The output generated by SocialCrawler will look like this:
{
'FacebookChannel': {
'new_since': '...',
'data': [
{
'id': '...',
'created_at': '...',
'description': '...',
'link': '...',
'author': {
'id': '...',
'avatar': '...',
'fullname': '...',
'username': '...' // Will return fullname if username is not set
},
'thumb': '...',
'source': '...',
'type': 'image|video|text',
'raw': { } // The raw data returned by the social network API
}
]
},
'InstagramChannel': { },
'TwitterChannel': { },
'YoutubeChannel': { },
'GooglePlusChannel': { }
}
The value returned under new_since
key should be passed to the subsequent call as since
, to obtain newer results. This will allow e.g. cron-based jobs to incrementally add new entries to the database. The new_since
string, which should be saved, usually won't exceed 50 characters, but may be longer, depending on actual queries.
For YouTube, Google+ and Juicer channels, you can also pass a DateTime
object as since
, to get the results created at or after the specified time.

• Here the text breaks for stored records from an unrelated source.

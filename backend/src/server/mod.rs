//! Server wiring: session middleware, route table, and adapter assembly.

mod config;

pub use config::{ConfigError, ServerConfig};

use std::sync::Arc;

use actix_session::{SessionMiddleware, storage::CookieSessionStore};
use actix_web::cookie::{Key, SameSite};
use actix_web::web;
use mockable::DefaultClock;

use siteledger::domain::{InvoiceMutationService, SignInService, UserMutationService};
use siteledger::inbound::http::health::{live, ready};
use siteledger::inbound::http::invoices::{create_invoice, delete_invoice, update_invoice};
use siteledger::inbound::http::login::login;
use siteledger::inbound::http::state::HttpState;
use siteledger::inbound::http::users::create_user;
use siteledger::outbound::auth::{BcryptPasswordHasher, CredentialsSignInProvider};
use siteledger::outbound::cache::StaleViewRegistry;
use siteledger::outbound::persistence::{DbPool, DieselInvoiceRepository, DieselUserRepository};

/// Cookie session middleware shared by every route.
pub fn session_middleware(key: Key, cookie_secure: bool) -> SessionMiddleware<CookieSessionStore> {
    SessionMiddleware::builder(CookieSessionStore::default(), key)
        .cookie_name("session".into())
        .cookie_path("/".into())
        .cookie_secure(cookie_secure)
        .cookie_http_only(true)
        .cookie_same_site(SameSite::Lax)
        .build()
}

/// Register every HTTP endpoint.
pub fn routes(cfg: &mut web::ServiceConfig) {
    cfg.service(login)
        .service(create_user)
        .service(create_invoice)
        .service(update_invoice)
        .service(delete_invoice)
        .service(ready)
        .service(live);
}

/// Assemble the production adapter graph behind the driving ports.
pub fn build_http_state(pool: &DbPool) -> HttpState {
    let invoices = Arc::new(DieselInvoiceRepository::new(pool.clone()));
    let users = Arc::new(DieselUserRepository::new(pool.clone()));
    let hasher = Arc::new(BcryptPasswordHasher::new());
    let views = Arc::new(StaleViewRegistry::new());
    let clock = Arc::new(DefaultClock);

    let provider = Arc::new(CredentialsSignInProvider::new(
        users.clone(),
        hasher.clone(),
    ));

    HttpState::new(
        Arc::new(InvoiceMutationService::new(
            invoices,
            views.clone(),
            clock.clone(),
        )),
        Arc::new(UserMutationService::new(users, hasher, views, clock)),
        Arc::new(SignInService::new(provider)),
    )
}
//! PostgreSQL persistence adapters for the domain's repository ports.

mod diesel_invoice_repository;
mod diesel_user_repository;
mod error_mapping;
mod migrations;
mod models;
mod pool;
pub(crate) mod schema;

pub use diesel_invoice_repository::DieselInvoiceRepository;
pub use diesel_user_repository::DieselUserRepository;
pub use migrations::{MIGRATIONS, MigrationError, run_pending};
pub use pool::{DbPool, PoolConfig, PoolError};
//! Embedded schema migrations applied at startup.
//!
//! Migrations run on a synchronous connection; the caller is expected to
//! wrap [`run_pending`] in `spawn_blocking` so the async runtime is not
//! stalled while DDL executes.

use diesel::Connection;
use diesel::pg::PgConnection;
use diesel_migrations::{EmbeddedMigrations, MigrationHarness, embed_migrations};
use tracing::info;

/// Migrations compiled into the binary from `migrations/`.
pub const MIGRATIONS: EmbeddedMigrations = embed_migrations!("migrations");

/// Error raised when migrations cannot be applied.
#[derive(Debug, Clone, PartialEq, Eq, thiserror::Error)]
#[error("failed to apply migrations: {message}")]
pub struct MigrationError {
    message: String,
}

impl MigrationError {
    fn new(message: impl Into<String>) -> Self {
        Self {
            message: message.into(),
        }
    }
}

/// Apply any pending migrations against the given database.
pub fn run_pending(database_url: &str) -> Result<(), MigrationError> {
    let mut conn =
        PgConnection::establish(database_url).map_err(|err| MigrationError::new(err.to_string()))?;

    let applied = conn
        .run_pending_migrations(MIGRATIONS)
        .map_err(|err| MigrationError::new(err.to_string()))?;

    for migration in &applied {
        info!(migration = %migration, "applied migration");
    }

    Ok(())
}
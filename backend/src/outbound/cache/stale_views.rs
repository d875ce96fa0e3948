//! In-process implementation of the `ViewCache` port.
//!
//! The rendered views themselves belong to the host; this registry records
//! which logical paths a mutation invalidated so the host can recompute
//! them on next access, and so tests can observe the signal.

use std::collections::BTreeSet;
use std::sync::Mutex;

use tracing::info;

use crate::domain::ports::ViewCache;

/// Records view paths marked stale by mutation handlers.
#[derive(Debug, Default)]
pub struct StaleViewRegistry {
    stale: Mutex<BTreeSet<String>>,
}

impl StaleViewRegistry {
    /// Create an empty registry.
    pub fn new() -> Self {
        Self::default()
    }

    /// True when the given path has been marked stale and not yet taken.
    pub fn is_stale(&self, path: &str) -> bool {
        self.lock().contains(path)
    }

    /// Drain the set of stale paths for recomputation.
    pub fn take_stale(&self) -> Vec<String> {
        std::mem::take(&mut *self.lock()).into_iter().collect()
    }

    fn lock(&self) -> std::sync::MutexGuard<'_, BTreeSet<String>> {
        // A poisoned lock only means a panicking thread held it; the set of
        // paths is still coherent.
        self.stale
            .lock()
            .unwrap_or_else(std::sync::PoisonError::into_inner)
    }
}

impl ViewCache for StaleViewRegistry {
    fn revalidate(&self, path: &str) {
        info!(path, "view marked stale");
        self.lock().insert(path.to_owned());
    }
}

#[cfg(test)]
mod tests {
    //! Regression coverage for this module.
    use super::*;

    #[test]
    fn revalidated_paths_are_reported_stale_once() {
        let registry = StaleViewRegistry::new();
        registry.revalidate("/dashboard/invoices");
        registry.revalidate("/dashboard/invoices");

        assert!(registry.is_stale("/dashboard/invoices"));
        assert_eq!(registry.take_stale(), ["/dashboard/invoices"]);
        assert!(!registry.is_stale("/dashboard/invoices"));
    }

    #[test]
    fn untouched_paths_are_not_stale() {
        let registry = StaleViewRegistry::new();
        assert!(!registry.is_stale("/createuser"));
    }
}
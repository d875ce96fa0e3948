//! Shared HTTP adapter state.
//!
//! Handlers accept this state via `actix_web::web::Data` so they depend
//! only on driving ports and remain testable without I/O.

use std::sync::Arc;

use crate::domain::ports::{InvoiceMutations, SignIn, UserMutations};

/// Dependency bundle for the form-action handlers.
#[derive(Clone)]
pub struct HttpState {
    /// Invoice mutation use-cases.
    pub invoices: Arc<dyn InvoiceMutations>,
    /// User mutation use-cases.
    pub users: Arc<dyn UserMutations>,
    /// Authenticate use-case.
    pub sign_in: Arc<dyn SignIn>,
}

impl HttpState {
    /// Bundle the driving ports consumed by the HTTP handlers.
    pub fn new(
        invoices: Arc<dyn InvoiceMutations>,
        users: Arc<dyn UserMutations>,
        sign_in: Arc<dyn SignIn>,
    ) -> Self {
        Self {
            invoices,
            users,
            sign_in,
        }
    }
}
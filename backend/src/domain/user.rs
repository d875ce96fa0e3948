//! User entity, profile enum, and the create-user form schema.

use std::fmt;
use std::str::FromStr;

use chrono::NaiveDate;
use serde::{Deserialize, Serialize};
use zeroize::Zeroizing;

use crate::domain::forms::FormData;
use crate::domain::schema::{self, DraftError, FieldSpec, SchemaError};

/// Message reported when the profile token is missing or unrecognised.
pub const PROFILE_MESSAGE: &str = "Please select a profile.";

/// Profile tokens accepted by the create-user form.
pub const USER_PROFILES: [&str; 7] = [
    "admin",
    "subcontractor",
    "customer",
    "builder",
    "vendor",
    "employee",
    "manager",
];

const USER_FIELDS: [FieldSpec; 5] = [
    FieldSpec::text("firstname"),
    FieldSpec::text("lastname"),
    FieldSpec::one_of("profile", &USER_PROFILES, PROFILE_MESSAGE),
    FieldSpec::text("email"),
    FieldSpec::text("password"),
];

/// Role a user account holds within the dashboard.
#[derive(Debug, Clone, Copy, PartialEq, Eq, Serialize, Deserialize)]
#[serde(rename_all = "lowercase")]
pub enum UserProfile {
    /// Full administrative access.
    Admin,
    /// Subcontracting company account.
    Subcontractor,
    /// Customer account.
    Customer,
    /// Building company account.
    Builder,
    /// Vendor account.
    Vendor,
    /// Employee account.
    Employee,
    /// Manager account.
    Manager,
}

impl UserProfile {
    /// Token stored in the database and submitted by the form.
    pub fn as_str(self) -> &'static str {
        match self {
            Self::Admin => "admin",
            Self::Subcontractor => "subcontractor",
            Self::Customer => "customer",
            Self::Builder => "builder",
            Self::Vendor => "vendor",
            Self::Employee => "employee",
            Self::Manager => "manager",
        }
    }
}

/// Error returned when a profile token is not recognised.
#[derive(Debug, Clone, PartialEq, Eq, thiserror::Error)]
#[error("unrecognised user profile `{0}`")]
pub struct ParseUserProfileError(String);

impl FromStr for UserProfile {
    type Err = ParseUserProfileError;

    fn from_str(s: &str) -> Result<Self, Self::Err> {
        match s {
            "admin" => Ok(Self::Admin),
            "subcontractor" => Ok(Self::Subcontractor),
            "customer" => Ok(Self::Customer),
            "builder" => Ok(Self::Builder),
            "vendor" => Ok(Self::Vendor),
            "employee" => Ok(Self::Employee),
            "manager" => Ok(Self::Manager),
            other => Err(ParseUserProfileError(other.to_owned())),
        }
    }
}

impl fmt::Display for UserProfile {
    fn fmt(&self, f: &mut fmt::Formatter<'_>) -> fmt::Result {
        f.write_str(self.as_str())
    }
}

/// Validated create-user form fields.
///
/// ## Invariants
/// - The raw password is held in zeroizing memory and never appears in the
///   `Debug` representation; only its hash ever reaches storage.
#[derive(Clone)]
pub struct UserDraft {
    firstname: String,
    lastname: String,
    profile: UserProfile,
    email: String,
    password: Zeroizing<String>,
}

impl UserDraft {
    /// Validate a raw submission against the user schema.
    pub fn parse(form: &FormData) -> Result<Self, DraftError> {
        let record = schema::validate(&USER_FIELDS, form).map_err(DraftError::Invalid)?;

        let profile = UserProfile::from_str(record.text("profile")?)
            .map_err(|_| SchemaError::Type("profile"))?;

        Ok(Self {
            firstname: record.text("firstname")?.to_owned(),
            lastname: record.text("lastname")?.to_owned(),
            profile,
            email: record.text("email")?.to_owned(),
            password: Zeroizing::new(record.text("password")?.to_owned()),
        })
    }

    /// First name exactly as supplied.
    pub fn firstname(&self) -> &str {
        self.firstname.as_str()
    }

    /// Last name exactly as supplied.
    pub fn lastname(&self) -> &str {
        self.lastname.as_str()
    }

    /// Derived full name: first name, one space, last name. No trimming
    /// beyond what the submission supplied.
    pub fn fullname(&self) -> String {
        format!("{} {}", self.firstname, self.lastname)
    }

    /// Validated profile.
    pub fn profile(&self) -> UserProfile {
        self.profile
    }

    /// Email address; uniqueness is enforced by storage.
    pub fn email(&self) -> &str {
        self.email.as_str()
    }

    /// Raw password, only ever handed to the password hasher.
    pub fn password(&self) -> &str {
        self.password.as_str()
    }
}

impl fmt::Debug for UserDraft {
    fn fmt(&self, f: &mut fmt::Formatter<'_>) -> fmt::Result {
        f.debug_struct("UserDraft")
            .field("firstname", &self.firstname)
            .field("lastname", &self.lastname)
            .field("profile", &self.profile)
            .field("email", &self.email)
            .field("password", &"<redacted>")
            .finish()
    }
}

/// Row inserted by the create-user mutation. Carries the derived full name,
/// the password hash, and the creation date in the server's local timezone.
#[derive(Clone, PartialEq, Eq)]
pub struct NewUser {
    /// First name.
    pub firstname: String,
    /// Last name.
    pub lastname: String,
    /// Derived full name.
    pub name: String,
    /// Account profile.
    pub profile: UserProfile,
    /// Unique email address.
    pub email: String,
    /// One-way password hash; never the raw password.
    pub password_hash: String,
    /// Calendar date of creation in the local timezone.
    pub createddate: NaiveDate,
}

impl fmt::Debug for NewUser {
    fn fmt(&self, f: &mut fmt::Formatter<'_>) -> fmt::Result {
        f.debug_struct("NewUser")
            .field("firstname", &self.firstname)
            .field("lastname", &self.lastname)
            .field("name", &self.name)
            .field("profile", &self.profile)
            .field("email", &self.email)
            .field("password_hash", &"<redacted>")
            .field("createddate", &self.createddate)
            .finish()
    }
}

/// Stored user row as read back for authentication.
#[derive(Clone, PartialEq, Eq)]
pub struct UserRecord {
    /// Unique email address.
    pub email: String,
    /// Derived full name.
    pub name: String,
    /// One-way password hash.
    pub password_hash: String,
}

impl fmt::Debug for UserRecord {
    fn fmt(&self, f: &mut fmt::Formatter<'_>) -> fmt::Result {
        f.debug_struct("UserRecord")
            .field("email", &self.email)
            .field("name", &self.name)
            .field("password_hash", &"<redacted>")
            .finish()
    }
}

You have to use one of the partner's API, like Juicer - your own application will not pass the review.
Additionally, Some time ago Facebook has dropped the global post search API feature. Only fetching posts from a specified source (e.g. single user, fanpage) is allowed.
For Instagram, on the other hand, it is allowed to perform a global search.
Facebook important note: the URLs of the assets (images, videos) invalidate in approx. 10 days - this needs additional handling, like caching the assets on own server.
All those channels work seamless.
Juicer is one of the most affordable solutions for aggregating posts from different sources. The API returns unified and consistent results from all social networks.
The tipical solution would be to use Juicer only for Instagram and Facebook networks.
See also the Facebook important note on asset URLs.
You can easily support more services (say, Tumblr for example) by adding a new TumblrChannel
that extends the abstract class Channel
. It should have at least these public methods with the following signatures:
__construct($applicationId, $applicationSecret = null, $applicationToken = null, $params = null)
fetch($query, $type, $since = null, $pIncludeRaw = false)
You can benefit from the Guzzle HTTP framework for your Channel as it's already used by SocialCrawler.